====== Entries shown ======

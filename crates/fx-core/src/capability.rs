//! Runtime capability detection.
//!
//! Environment queries go through [`CapabilityProvider`] so the browser host
//! and tests can supply their own answers. The detector probes the renderer
//! once, classifies the environment into a [`CapabilitySignal`], and applies
//! later environment changes only at the start of the next frame.

use std::cell::{Cell, RefCell};
use std::rc::Rc;

use crate::constants::*;
use crate::error::{FxError, FxResult};

#[derive(Clone, Copy, Debug, PartialEq, Eq)]
pub enum ViewportClass {
    Compact,
    Standard,
}

#[derive(Clone, Copy, Debug, PartialEq, Eq)]
pub enum DeviceTier {
    Low,
    High,
}

/// Classified view of the runtime environment, read-only to consumers.
#[derive(Clone, Copy, Debug, PartialEq, Eq)]
pub struct CapabilitySignal {
    pub accelerated: bool,
    pub reduced_motion: bool,
    pub viewport: ViewportClass,
    pub tier: DeviceTier,
}

impl CapabilitySignal {
    /// Number of particles the field simulator should run with.
    ///
    /// The compact check wins over the tier, so a compact high-tier device
    /// still gets the compact count.
    pub fn particle_count(&self) -> usize {
        match (self.viewport, self.tier) {
            (ViewportClass::Compact, _) => PARTICLES_COMPACT,
            (ViewportClass::Standard, DeviceTier::High) => PARTICLES_HIGH_TIER,
            (ViewportClass::Standard, DeviceTier::Low) => PARTICLES_LOW_TIER,
        }
    }

    pub fn is_compact(&self) -> bool {
        self.viewport == ViewportClass::Compact
    }
}

#[inline]
pub fn classify_viewport(width_px: f64) -> ViewportClass {
    if width_px <= COMPACT_VIEWPORT_MAX_PX {
        ViewportClass::Compact
    } else {
        ViewportClass::Standard
    }
}

#[inline]
pub fn classify_tier(logical_processors: Option<u32>, pixel_ratio: f64) -> DeviceTier {
    match logical_processors {
        Some(n) if n >= HIGH_TIER_MIN_PROCESSORS && pixel_ratio <= HIGH_TIER_MAX_PIXEL_RATIO => {
            DeviceTier::High
        }
        _ => DeviceTier::Low,
    }
}

/// True when a reported renderer string names a CPU-emulated rasterizer.
pub fn is_software_renderer(renderer: &str) -> bool {
    let lower = renderer.to_ascii_lowercase();
    SOFTWARE_RENDERER_MARKERS
        .iter()
        .any(|marker| lower.contains(marker))
}

/// Host-side environment queries.
pub trait CapabilityProvider {
    /// Try to create a minimal rendering context.
    ///
    /// `Ok(Some(name))` carries the renderer identifier (empty when the host
    /// cannot report it), `Ok(None)` means no context could be created.
    fn probe_renderer(&self) -> FxResult<Option<String>>;
    fn prefers_reduced_motion(&self) -> bool;
    fn viewport_width(&self) -> f64;
    fn logical_processors(&self) -> Option<u32>;
    fn device_pixel_ratio(&self) -> f64;
}

impl<P: CapabilityProvider> CapabilityProvider for Rc<RefCell<P>> {
    fn probe_renderer(&self) -> FxResult<Option<String>> {
        self.borrow().probe_renderer()
    }
    fn prefers_reduced_motion(&self) -> bool {
        self.borrow().prefers_reduced_motion()
    }
    fn viewport_width(&self) -> f64 {
        self.borrow().viewport_width()
    }
    fn logical_processors(&self) -> Option<u32> {
        self.borrow().logical_processors()
    }
    fn device_pixel_ratio(&self) -> f64 {
        self.borrow().device_pixel_ratio()
    }
}

/// Deterministic provider for tests and non-browser hosts.
#[derive(Debug)]
pub struct FixedEnvironment {
    pub renderer: Option<String>,
    pub context_fails: bool,
    pub reduced_motion: bool,
    pub viewport_width: f64,
    pub logical_processors: Option<u32>,
    pub pixel_ratio: f64,
    probes: Cell<u32>,
}

impl FixedEnvironment {
    /// A desktop with a hardware renderer, 8 cores and a 1.5 pixel ratio.
    pub fn accelerated() -> Self {
        Self {
            renderer: Some("ANGLE (NVIDIA GeForce GTX 1660 Direct3D11)".into()),
            context_fails: false,
            reduced_motion: false,
            viewport_width: 1280.0,
            logical_processors: Some(8),
            pixel_ratio: 1.5,
            probes: Cell::new(0),
        }
    }

    /// Same desktop, but no rendering context can be created.
    pub fn fallback() -> Self {
        Self {
            renderer: None,
            ..Self::accelerated()
        }
    }

    pub fn with_renderer(mut self, name: &str) -> Self {
        self.renderer = Some(name.to_string());
        self
    }

    pub fn with_failing_context(mut self) -> Self {
        self.context_fails = true;
        self
    }

    pub fn with_reduced_motion(mut self, reduced: bool) -> Self {
        self.reduced_motion = reduced;
        self
    }

    pub fn with_viewport_width(mut self, width: f64) -> Self {
        self.viewport_width = width;
        self
    }

    pub fn with_device(mut self, processors: Option<u32>, pixel_ratio: f64) -> Self {
        self.logical_processors = processors;
        self.pixel_ratio = pixel_ratio;
        self
    }

    /// How many times a rendering context was requested.
    pub fn probes(&self) -> u32 {
        self.probes.get()
    }
}

impl CapabilityProvider for FixedEnvironment {
    fn probe_renderer(&self) -> FxResult<Option<String>> {
        self.probes.set(self.probes.get() + 1);
        if self.context_fails {
            return Err(FxError::ContextUnavailable("context creation threw".into()));
        }
        Ok(self.renderer.clone())
    }
    fn prefers_reduced_motion(&self) -> bool {
        self.reduced_motion
    }
    fn viewport_width(&self) -> f64 {
        self.viewport_width
    }
    fn logical_processors(&self) -> Option<u32> {
        self.logical_processors
    }
    fn device_pixel_ratio(&self) -> f64 {
        self.pixel_ratio
    }
}

/// Environment events delivered by the host between frames.
#[derive(Clone, Copy, Debug, PartialEq, Eq)]
pub enum EnvironmentChange {
    Resize,
    MotionPreference,
}

#[derive(Default, Clone, Copy)]
struct Pending {
    resize: bool,
    motion: bool,
}

pub struct CapabilityDetector {
    provider: Box<dyn CapabilityProvider>,
    signal: CapabilitySignal,
    pending: Pending,
}

impl CapabilityDetector {
    pub fn new(provider: Box<dyn CapabilityProvider>) -> Self {
        let accelerated = match provider.probe_renderer() {
            Ok(Some(name)) if is_software_renderer(&name) => {
                log::info!("[capability] software renderer '{}' treated as unavailable", name);
                false
            }
            Ok(Some(_)) => true,
            Ok(None) => false,
            Err(e) => {
                log::debug!("[capability] renderer probe failed: {}", e);
                false
            }
        };
        let signal = read_signal(provider.as_ref(), accelerated);
        log::info!(
            "[capability] accelerated={} reduced_motion={} viewport={:?} tier={:?}",
            signal.accelerated,
            signal.reduced_motion,
            signal.viewport,
            signal.tier
        );
        Self {
            provider,
            signal,
            pending: Pending::default(),
        }
    }

    pub fn signal(&self) -> CapabilitySignal {
        self.signal
    }

    /// Record an environment change; it takes effect at the next frame.
    pub fn notify(&mut self, change: EnvironmentChange) {
        match change {
            EnvironmentChange::Resize => self.pending.resize = true,
            EnvironmentChange::MotionPreference => self.pending.motion = true,
        }
    }

    pub fn has_pending(&self) -> bool {
        self.pending.resize || self.pending.motion
    }

    /// Apply pending changes. Returns the new signal when it differs.
    pub fn begin_frame(&mut self) -> Option<CapabilitySignal> {
        let pending = std::mem::take(&mut self.pending);
        if !pending.resize && !pending.motion {
            return None;
        }
        let mut next = self.signal;
        if pending.resize {
            next.viewport = classify_viewport(self.provider.viewport_width());
            next.tier = classify_tier(
                self.provider.logical_processors(),
                self.provider.device_pixel_ratio(),
            );
        }
        if pending.motion {
            next.reduced_motion = self.provider.prefers_reduced_motion();
        }
        if next == self.signal {
            return None;
        }
        log::info!(
            "[capability] changed: reduced_motion={} viewport={:?} tier={:?}",
            next.reduced_motion,
            next.viewport,
            next.tier
        );
        self.signal = next;
        Some(next)
    }
}

fn read_signal(provider: &dyn CapabilityProvider, accelerated: bool) -> CapabilitySignal {
    CapabilitySignal {
        accelerated,
        reduced_motion: provider.prefers_reduced_motion(),
        viewport: classify_viewport(provider.viewport_width()),
        tier: classify_tier(provider.logical_processors(), provider.device_pixel_ratio()),
    }
}

#[cfg(test)]
mod tests {
    use super::*;

    #[test]
    fn software_renderers_match_case_insensitively() {
        assert!(is_software_renderer("Google SwiftShader (Software)"));
        assert!(is_software_renderer("LLVMPIPE (LLVM 15.0.7, 256 bits)"));
        assert!(!is_software_renderer("Apple M1"));
        assert!(!is_software_renderer(""));
    }

    #[test]
    fn viewport_boundary_is_inclusive() {
        assert_eq!(classify_viewport(768.0), ViewportClass::Compact);
        assert_eq!(classify_viewport(769.0), ViewportClass::Standard);
    }

    #[test]
    fn tier_needs_both_cores_and_density() {
        assert_eq!(classify_tier(Some(8), 2.0), DeviceTier::High);
        assert_eq!(classify_tier(Some(16), 3.0), DeviceTier::Low);
        assert_eq!(classify_tier(Some(4), 1.0), DeviceTier::Low);
        assert_eq!(classify_tier(None, 1.0), DeviceTier::Low);
    }

    #[test]
    fn failing_context_is_unavailable_not_an_error() {
        let det = CapabilityDetector::new(Box::new(
            FixedEnvironment::accelerated().with_failing_context(),
        ));
        assert!(!det.signal().accelerated);
    }

    #[test]
    fn software_renderer_is_unavailable() {
        let det = CapabilityDetector::new(Box::new(
            FixedEnvironment::accelerated().with_renderer("llvmpipe"),
        ));
        assert!(!det.signal().accelerated);
    }

    #[test]
    fn changes_wait_for_next_frame() {
        let env = Rc::new(RefCell::new(FixedEnvironment::accelerated()));
        let mut det = CapabilityDetector::new(Box::new(env.clone()));
        assert!(!det.signal().reduced_motion);

        env.borrow_mut().reduced_motion = true;
        det.notify(EnvironmentChange::MotionPreference);
        assert!(!det.signal().reduced_motion);
        assert!(det.has_pending());

        let next = det.begin_frame().expect("signal changed");
        assert!(next.reduced_motion);
        assert!(det.begin_frame().is_none());
    }

    #[test]
    fn unchanged_environment_reports_nothing() {
        let mut det = CapabilityDetector::new(Box::new(FixedEnvironment::accelerated()));
        det.notify(EnvironmentChange::Resize);
        assert!(det.begin_frame().is_none());
    }
}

======

- **Your objective**
A single number is the answer: the count of lines above that include the string "struct".

- **Final answer**
4